Em junho de 2002 também foi
aprovada uma Recomendação da OIT, da Conferência Internacional do Trabalho,
sobre o mesmo tema, a Recomendação nº 194. Faz-se, nessa Recomendação, um apelo à integração nas Listas das Doenças
Profissionais de cada Estado de incorporar, na medida do possível, as doenças
profissionais constantes daquela Recomendação. Em 2010 essa Lista voltou a ser
revista e uma nova versão foi aprovada. Essa Lista da OIT está organizada por
agentes etiológicos (57 quadros, dos quais 41 causados por factores de risco de
natureza química, 7 por agentes físicos e 9 por agentes microbiológicos ou
parasitas) e por órgãos-alvo (mais 26 quadros, 12 de doenças respiratórias, 4
de doenças cutâneas, 8 de doenças músculo-esqueléticas e 2 de doenças mentais e
do comportamento). Existem ainda, mais dois capítulos adicionais, um sobre
cancro profissional (com 21 quadros) e um último denominado “outros” (com dois
quadros).
Independentemente de uma
reflexão que merece ser feita sobre as opções de sistematização das diversas
Listas de Doenças Profissionais e ainda pelas opções feitas em cada um dos
quadros, talvez o aspecto mais destacado da referida Recomendação seja a
inclusão, pela primeira vez, de um capítulo de “doenças mentais e do
comportamento” que não consta da actual Lista de Doenças Profissionais
Portuguesa e que, essencialmente, são tipificadas como “doenças relacionadas
com o trabalho” (na língua inglesa, work-related diseases) e não como
doenças profissionais e, menos ainda, como doenças profissionais “legais”.

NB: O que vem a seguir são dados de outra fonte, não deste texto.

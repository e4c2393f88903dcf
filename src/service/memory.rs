use super::TaskService;
use crate::commit::Command;
use crate::error::ServiceError;
use crate::tasks::Snapshot;
use async_trait::async_trait;
use tokio::sync::Mutex;

/// In-process task service
///
/// Holds a snapshot, applies committed commands to it and remembers every
/// batch it received.
#[derive(Debug, Default)]
pub struct MemoryService {
    state: Mutex<MemoryState>,
}

#[derive(Debug, Default)]
struct MemoryState {
    snapshot: Snapshot,
    labels: Vec<String>,
    batches: Vec<Vec<Command>>,
    fail_fetches: usize,
    fail_commits: usize,
}

impl MemoryService {
    pub fn new(snapshot: Snapshot) -> Self {
        Self {
            state: Mutex::new(MemoryState {
                snapshot,
                ..Default::default()
            }),
        }
    }

    /// Current state of the held snapshot
    pub async fn snapshot(&self) -> Snapshot {
        self.state.lock().await.snapshot.clone()
    }

    /// Replace the held snapshot, e.g. to simulate edits between cycles
    pub async fn edit<F: FnOnce(&mut Snapshot)>(&self, f: F) {
        f(&mut self.state.lock().await.snapshot);
    }

    /// Every non-empty batch committed so far
    pub async fn batches(&self) -> Vec<Vec<Command>> {
        self.state.lock().await.batches.clone()
    }

    pub async fn labels(&self) -> Vec<String> {
        self.state.lock().await.labels.clone()
    }

    /// Make the next `count` fetches fail
    pub async fn fail_next_fetches(&self, count: usize) {
        self.state.lock().await.fail_fetches = count;
    }

    /// Reject the next `count` non-empty commits without applying them
    pub async fn fail_next_commits(&self, count: usize) {
        self.state.lock().await.fail_commits = count;
    }
}

#[async_trait]
impl TaskService for MemoryService {
    async fn fetch_snapshot(&self) -> Result<Snapshot, ServiceError> {
        let mut state = self.state.lock().await;
        if state.fail_fetches > 0 {
            state.fail_fetches -= 1;
            return Err(ServiceError::Status {
                status: 503,
                body: "unavailable".to_string(),
            });
        }
        Ok(state.snapshot.clone())
    }

    async fn commit(&self, commands: &[Command]) -> Result<(), ServiceError> {
        if commands.is_empty() {
            return Ok(());
        }

        let mut state = self.state.lock().await;
        if state.fail_commits > 0 {
            state.fail_commits -= 1;
            return Err(ServiceError::Rejected {
                rejected: commands.len(),
                total: commands.len(),
            });
        }
        for command in commands {
            apply(&mut state.snapshot, command);
        }
        state.batches.push(commands.to_vec());
        Ok(())
    }

    async fn ensure_label(&self, name: &str) -> Result<bool, ServiceError> {
        let mut state = self.state.lock().await;
        if state.labels.iter().any(|l| l == name) {
            return Ok(false);
        }
        state.labels.push(name.to_string());
        Ok(true)
    }
}

fn apply(snapshot: &mut Snapshot, command: &Command) {
    match command {
        Command::UpdateTaskLabels { id, labels } => {
            if let Some(task) = snapshot.find_task_mut(id) {
                task.labels = labels.clone();
            }
        }
        Command::UpdateTaskContent { id, content } => {
            if let Some(task) = snapshot.find_task_mut(id) {
                task.content = content.clone();
            }
        }
        Command::UpdateTaskDue { id, date, .. } => {
            if let Some(due) = snapshot.find_task_mut(id).and_then(|t| t.due.as_mut()) {
                due.date = *date;
                due.datetime = None;
            }
        }
        Command::RenameProject { id, name } => {
            if let Some(project) = snapshot.projects.iter_mut().find(|p| &p.id == id) {
                project.name = name.clone();
            }
        }
        Command::RenameSection { id, name } => {
            if let Some(section) = snapshot.sections.iter_mut().find(|s| &s.id == id) {
                section.name = name.clone();
            }
        }
    }
}
//! Task hierarchy models
//!
//! Transient snapshot data fetched from the task service every cycle.
//! It is split into submodules:
//! - `model`: projects, sections, tasks and the snapshot holding them
//! - `queries`: lookups over a snapshot
//! - `forest`: parent-indexed view of the tasks of one section

mod forest;
mod model;
mod queries;

// Re-export all public types
pub use forest::TaskForest;
pub use model::{Due, Project, Section, Snapshot, Task, local_now};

Em Portugal, há praticamente
trinta anos que, com maior ou menor componente técnica ou científica, este tema
da revisão da Lista das Doenças Profissionais tem vindo a ser revisitado. Tal
é, de resto, consubstanciado na criação de diferentes Comissões (incluindo as
técnicas) de Revisão da Lista das Doenças Profissionais.
Dada a livre circulação de trabalhadores,
a existência de uma Lista Europeia de Doenças Profissionais (Directiva em vez
de Recomendação) poderia ou não contribuir para melhores e mais adequadas
políticas de Saúde e Segurança na União Europeia?
É desejável que, no mínimo,
se coloque essa possibilidade e se discuta se tal iniciativa não poderia
contribuir para a promoção da Saúde e Segurança dos Trabalhadores nos Locais de
Trabalho no espaço europeu, mais plausível depois do Brexit. Qualquer que seja
a decisão que, eventualmente, venha a ser tomada nesse contexto haveria, por
certo, maior equidade nos deveres e direitos dos trabalhadores e dos
empregadores no âmbito da sua livre circulação no espaço Europeu e um presumível
menor desequilíbrio entre as dimensões económica e social da nossa União. De
que estamos então à espera para reflectir sobre aquela possibilidade?
Nota: Baseado no artigo: Sousa-Uva A. Lista das Doenças Profissionais: será desejável actualizar? Segurança. 2021; 256: 21-25. Publicado inicialmente na plataforma Healthnews.